Script: populate_xenia_nos

Directory: /home/xeniaprod/cron

Description: Now using the IOOS Dif web service, pulls in NOS data directly from the NOS site. Currently this is scheduled to run in crontab.

Shell Script Makeup

Script:DataIngestion.py

Directory: /home/xeniaprod/scripts/postgresql/feeds/ioosdif

Command line parameters:

  --ConfigFile=/home/xeniaprod/config/nosDataIngest.ini  

Schedule: Runs twice an hour.


USGS Processing

Script: populate_xenia_usgs

Directory: /home/xeniaprod/scripts/postgresql/feeds/federal/usgs

Description: Pulls in USGS data directly from the USGS site. Currently this is scheduled to run in crontab. Cleans up previous KML, KMZ, and SQL files.

Shell Script Makeup

Script: gen_wq_obskml.pl

Directory: /home/xeniaprod/scripts/postgresql/feeds/federal/usgs

Command line parameters:

  Argument 1: Provider name – usgs 
  Argument 2: Base output directory. Argument one is appended to complete the directory. 
  Argument 3: XML platform list that details the platforms to query.
Description: Connects to the USGS webservice, pulls the data down into a KML file for importation into the database.

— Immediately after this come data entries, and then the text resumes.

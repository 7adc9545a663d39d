//! Pipeline stages.
//!
//! A [`PipelineStage`] drains an input [`QueueGroup`], applies a per-item
//! transform (or a terminal sink action), and publishes results to an output
//! group. Stages propagate completion downstream and honor cooperative
//! cancellation at every take/add boundary.
//!
//! # State machine
//!
//! ```text
//! Idle ──run()──▶ Running ──input drained──▶ Draining ──▶ Completed
//!                    │
//!                    └──cancel token──▶ Cancelled (absorbing)
//! ```
//!
//! # Failure policy
//!
//! A transform error for one item is recorded as a [`StageFailure`] and the
//! stage moves on to the next item; the failures are aggregated in the
//! [`StageReport`]. A queue plumbing violation (publishing into an output
//! group whose members are all complete) is fatal and surfaces as
//! [`ConveyorError::Plumbing`].

use log::{debug, info, warn};
use std::sync::Arc;
use std::sync::atomic::{AtomicU8, Ordering};
use std::time::Duration;

use crate::cancel::CancelToken;
use crate::errors::{ConveyorError, Result};
use crate::group::{GroupAddError, GroupTakeOutcome, QueueGroup};
use crate::progress::ProgressTracker;

/// Error type produced by transforms and sink actions.
pub type TransformError = Box<dyn std::error::Error + Send + Sync + 'static>;

/// Lifecycle states of a stage.
#[derive(Debug, Clone, Copy, PartialEq, Eq)]
#[repr(u8)]
pub enum StageState {
    /// Constructed, `run` not yet called.
    Idle = 0,
    /// Main loop is taking and processing items.
    Running = 1,
    /// Input drained; flushing and propagating completion.
    Draining = 2,
    /// Completion propagated downstream; the stage is done.
    Completed = 3,
    /// The cancellation token fired; absorbing.
    Cancelled = 4,
}

impl StageState {
    fn from_u8(value: u8) -> Self {
        match value {
            0 => StageState::Idle,
            1 => StageState::Running,
            2 => StageState::Draining,
            3 => StageState::Completed,
            4 => StageState::Cancelled,
            _ => unreachable!("invalid stage state {value}"),
        }
    }
}

/// Shared, observable stage state.
///
/// The stage updates this as it moves through its lifecycle; other threads
/// (tests, monitors) read it without synchronizing with the stage.
#[derive(Debug)]
pub struct StageStateCell(AtomicU8);

impl StageStateCell {
    fn new() -> Self {
        Self(AtomicU8::new(StageState::Idle as u8))
    }

    /// Read the current state.
    #[must_use]
    pub fn get(&self) -> StageState {
        StageState::from_u8(self.0.load(Ordering::Acquire))
    }

    fn set(&self, state: StageState) {
        self.0.store(state as u8, Ordering::Release);
    }
}

/// One recorded per-item transform failure.
#[derive(Debug, Clone)]
pub struct StageFailure {
    /// Name of the stage the failure occurred in.
    pub stage: String,
    /// Ordinal of the failing item within the stage's input (1-based).
    pub item_ordinal: u64,
    /// Error text from the transform.
    pub detail: String,
}

/// Summary returned by [`PipelineStage::run`].
#[derive(Debug)]
pub struct StageReport {
    /// Stage name.
    pub name: String,
    /// Final state (`Completed` or `Cancelled`).
    pub state: StageState,
    /// Items taken from the input group.
    pub processed: u64,
    /// Items published to the output group (zero for sinks).
    pub emitted: u64,
    /// Per-item transform failures, in input order.
    pub failures: Vec<StageFailure>,
}

/// Tuning knobs for a stage's main loop.
#[derive(Debug, Clone)]
pub struct StageConfig {
    /// Bounded-wait timeout for each input poll. Short enough that
    /// cancellation is noticed promptly.
    pub poll_timeout: Duration,
    /// Log a stall warning every this many consecutive empty polls.
    pub stall_warn_after: u32,
    /// Progress log interval for sink stages (items).
    pub progress_interval: u64,
}

impl Default for StageConfig {
    fn default() -> Self {
        Self {
            poll_timeout: Duration::from_millis(50),
            stall_warn_after: 20,
            progress_interval: 10_000,
        }
    }
}

impl StageConfig {
    /// Set the input poll timeout.
    #[must_use]
    pub fn with_poll_timeout(mut self, poll_timeout: Duration) -> Self {
        self.poll_timeout = poll_timeout;
        self
    }

    /// Set the consecutive-miss count between stall warnings.
    ///
    /// # Panics
    ///
    /// Panics if `stall_warn_after` is zero.
    #[must_use]
    pub fn with_stall_warn_after(mut self, stall_warn_after: u32) -> Self {
        assert!(stall_warn_after >= 1, "stall_warn_after must be at least 1");
        self.stall_warn_after = stall_warn_after;
        self
    }

    /// Set the sink progress log interval.
    ///
    /// # Panics
    ///
    /// Panics if `progress_interval` is zero.
    #[must_use]
    pub fn with_progress_interval(mut self, progress_interval: u64) -> Self {
        assert!(progress_interval >= 1, "progress_interval must be at least 1");
        self.progress_interval = progress_interval;
        self
    }
}

enum StageKind<I, O> {
    Transform {
        output: Arc<QueueGroup<O>>,
        apply: Box<dyn FnMut(I) -> std::result::Result<Vec<O>, TransformError> + Send>,
    },
    Sink {
        consume: Box<dyn FnMut(I) -> std::result::Result<(), TransformError> + Send>,
    },
}

/// One stage of a pipeline: input group in, transform or sink action, output
/// group out.
///
/// The input group is shared with the upstream stage that feeds it; the
/// output group is shared with the downstream stage that drains it. Stages
/// never synchronize with each other except through queue backpressure,
/// completion, and the shared cancellation token.
///
/// # Example
///
/// ```
/// use conveyor::{CancelToken, PipelineStage, QueueGroup};
/// use std::sync::Arc;
///
/// let input: Arc<QueueGroup<u32>> = Arc::new(QueueGroup::new(2, 16));
/// let output: Arc<QueueGroup<u64>> = Arc::new(QueueGroup::new(2, 16));
/// let cancel = CancelToken::new();
///
/// let mut doubler = PipelineStage::transform(
///     "doubler",
///     Arc::clone(&input),
///     Arc::clone(&output),
///     cancel.clone(),
///     |n: u32| Ok(vec![u64::from(n) * 2]),
/// );
///
/// input.add_to_any(21, &cancel).unwrap();
/// input.complete_all();
/// let report = doubler.run().unwrap();
/// assert_eq!(report.processed, 1);
/// ```
pub struct PipelineStage<I, O> {
    name: String,
    input: Arc<QueueGroup<I>>,
    kind: StageKind<I, O>,
    cancel: CancelToken,
    config: StageConfig,
    state: Arc<StageStateCell>,
}

impl<I, O> PipelineStage<I, O> {
    /// Create a transforming stage that publishes into `output`.
    ///
    /// The transform maps one input item to zero, one, or many outputs.
    pub fn transform<F>(
        name: impl Into<String>,
        input: Arc<QueueGroup<I>>,
        output: Arc<QueueGroup<O>>,
        cancel: CancelToken,
        apply: F,
    ) -> Self
    where
        F: FnMut(I) -> std::result::Result<Vec<O>, TransformError> + Send + 'static,
    {
        Self {
            name: name.into(),
            input,
            kind: StageKind::Transform { output, apply: Box::new(apply) },
            cancel,
            config: StageConfig::default(),
            state: Arc::new(StageStateCell::new()),
        }
    }

    /// Replace the stage configuration.
    #[must_use]
    pub fn with_config(mut self, config: StageConfig) -> Self {
        self.config = config;
        self
    }

    /// Stage name.
    #[must_use]
    pub fn name(&self) -> &str {
        &self.name
    }

    /// Handle for observing the stage's live state from other threads.
    #[must_use]
    pub fn state_handle(&self) -> Arc<StageStateCell> {
        Arc::clone(&self.state)
    }

    /// Drive the stage until its input drains, cancellation fires, or a
    /// plumbing failure occurs.
    ///
    /// Per-item transform failures do not stop the stage; they are collected
    /// into the returned [`StageReport`]. Cancellation is not an error: the
    /// report comes back with [`StageState::Cancelled`].
    ///
    /// # Errors
    ///
    /// [`ConveyorError::Plumbing`] if the output group closes while this
    /// stage still has items to publish.
    pub fn run(&mut self) -> Result<StageReport> {
        let PipelineStage { name, input, kind, cancel, config, state } = self;
        state.set(StageState::Running);
        debug!("stage '{name}' running");

        let progress = match kind {
            StageKind::Sink { .. } => Some(
                ProgressTracker::new(format!("stage '{name}' consumed"))
                    .with_interval(config.progress_interval),
            ),
            StageKind::Transform { .. } => None,
        };

        let mut processed: u64 = 0;
        let mut emitted: u64 = 0;
        let mut failures: Vec<StageFailure> = Vec::new();
        let mut misses: u32 = 0;

        let final_state = 'run: loop {
            match input.take_from_any(config.poll_timeout, cancel) {
                GroupTakeOutcome::Item { item, .. } => {
                    misses = 0;
                    processed += 1;
                    match kind {
                        StageKind::Transform { output, apply } => match apply(item) {
                            Ok(outputs) => {
                                for out in outputs {
                                    match output.add_to_any(out, cancel) {
                                        Ok(_) => emitted += 1,
                                        Err(GroupAddError::Cancelled(_)) => {
                                            break 'run StageState::Cancelled;
                                        }
                                        Err(GroupAddError::AllClosed(_)) => {
                                            return Err(ConveyorError::Plumbing {
                                                stage: name.clone(),
                                                detail: "output group closed while items \
                                                         remained to publish"
                                                    .to_string(),
                                            });
                                        }
                                        Err(GroupAddError::Timeout(_)) => {
                                            unreachable!("add_to_any has no deadline")
                                        }
                                    }
                                }
                            }
                            Err(err) => {
                                debug!("stage '{name}': item {processed} failed: {err}");
                                failures.push(StageFailure {
                                    stage: name.clone(),
                                    item_ordinal: processed,
                                    detail: err.to_string(),
                                });
                            }
                        },
                        StageKind::Sink { consume } => match consume(item) {
                            Ok(()) => {
                                if let Some(progress) = &progress {
                                    progress.record(1);
                                }
                            }
                            Err(err) => {
                                debug!("stage '{name}': item {processed} failed: {err}");
                                failures.push(StageFailure {
                                    stage: name.clone(),
                                    item_ordinal: processed,
                                    detail: err.to_string(),
                                });
                            }
                        },
                    }
                }
                GroupTakeOutcome::TimedOut => {
                    // Transient by policy: an empty-but-open input means a slow
                    // upstream, not a fault. Warn periodically so a stalled
                    // pipeline is visible in the logs.
                    misses += 1;
                    if misses % config.stall_warn_after == 0 {
                        warn!(
                            "stage '{name}': no input after {misses} consecutive polls; \
                             input depths {:?}",
                            input.depths()
                        );
                    }
                }
                GroupTakeOutcome::Cancelled => break 'run StageState::Cancelled,
                GroupTakeOutcome::Drained => {
                    state.set(StageState::Draining);
                    debug!("stage '{name}' draining");
                    if let StageKind::Transform { output, .. } = kind {
                        output.complete_all();
                    }
                    if let Some(progress) = &progress {
                        progress.log_final();
                    }
                    break 'run StageState::Completed;
                }
            }
        };

        state.set(final_state);
        match final_state {
            StageState::Completed => info!(
                "stage '{name}' completed: {processed} in, {emitted} out, {} failed",
                failures.len()
            ),
            StageState::Cancelled => info!("stage '{name}' cancelled after {processed} items"),
            _ => {}
        }

        Ok(StageReport { name: name.clone(), state: final_state, processed, emitted, failures })
    }
}

impl<I> PipelineStage<I, ()> {
    /// Create a terminal sink stage with no output group.
    ///
    /// The action consumes each item (write, accumulate, render); completion
    /// of the input group completes the stage.
    pub fn sink<F>(
        name: impl Into<String>,
        input: Arc<QueueGroup<I>>,
        cancel: CancelToken,
        consume: F,
    ) -> Self
    where
        F: FnMut(I) -> std::result::Result<(), TransformError> + Send + 'static,
    {
        Self {
            name: name.into(),
            input,
            kind: StageKind::Sink { consume: Box::new(consume) },
            cancel,
            config: StageConfig::default(),
            state: Arc::new(StageStateCell::new()),
        }
    }
}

Script: obskml_to_xenia_postgresql.pl Directory: /home/xeniaprod/scripts/postgresql/import_export

Command Line Parameters:

 Argument 1 - The URL to the KMZ file to process.
 Argument 2 - Path where the SQL file will be written.
 Argument 3 - Filename to use for the SQL file.
 Argument 4 - Database name to connect to.
Description: Processes the obsKML files writing them into a sql file that is then imported into the database.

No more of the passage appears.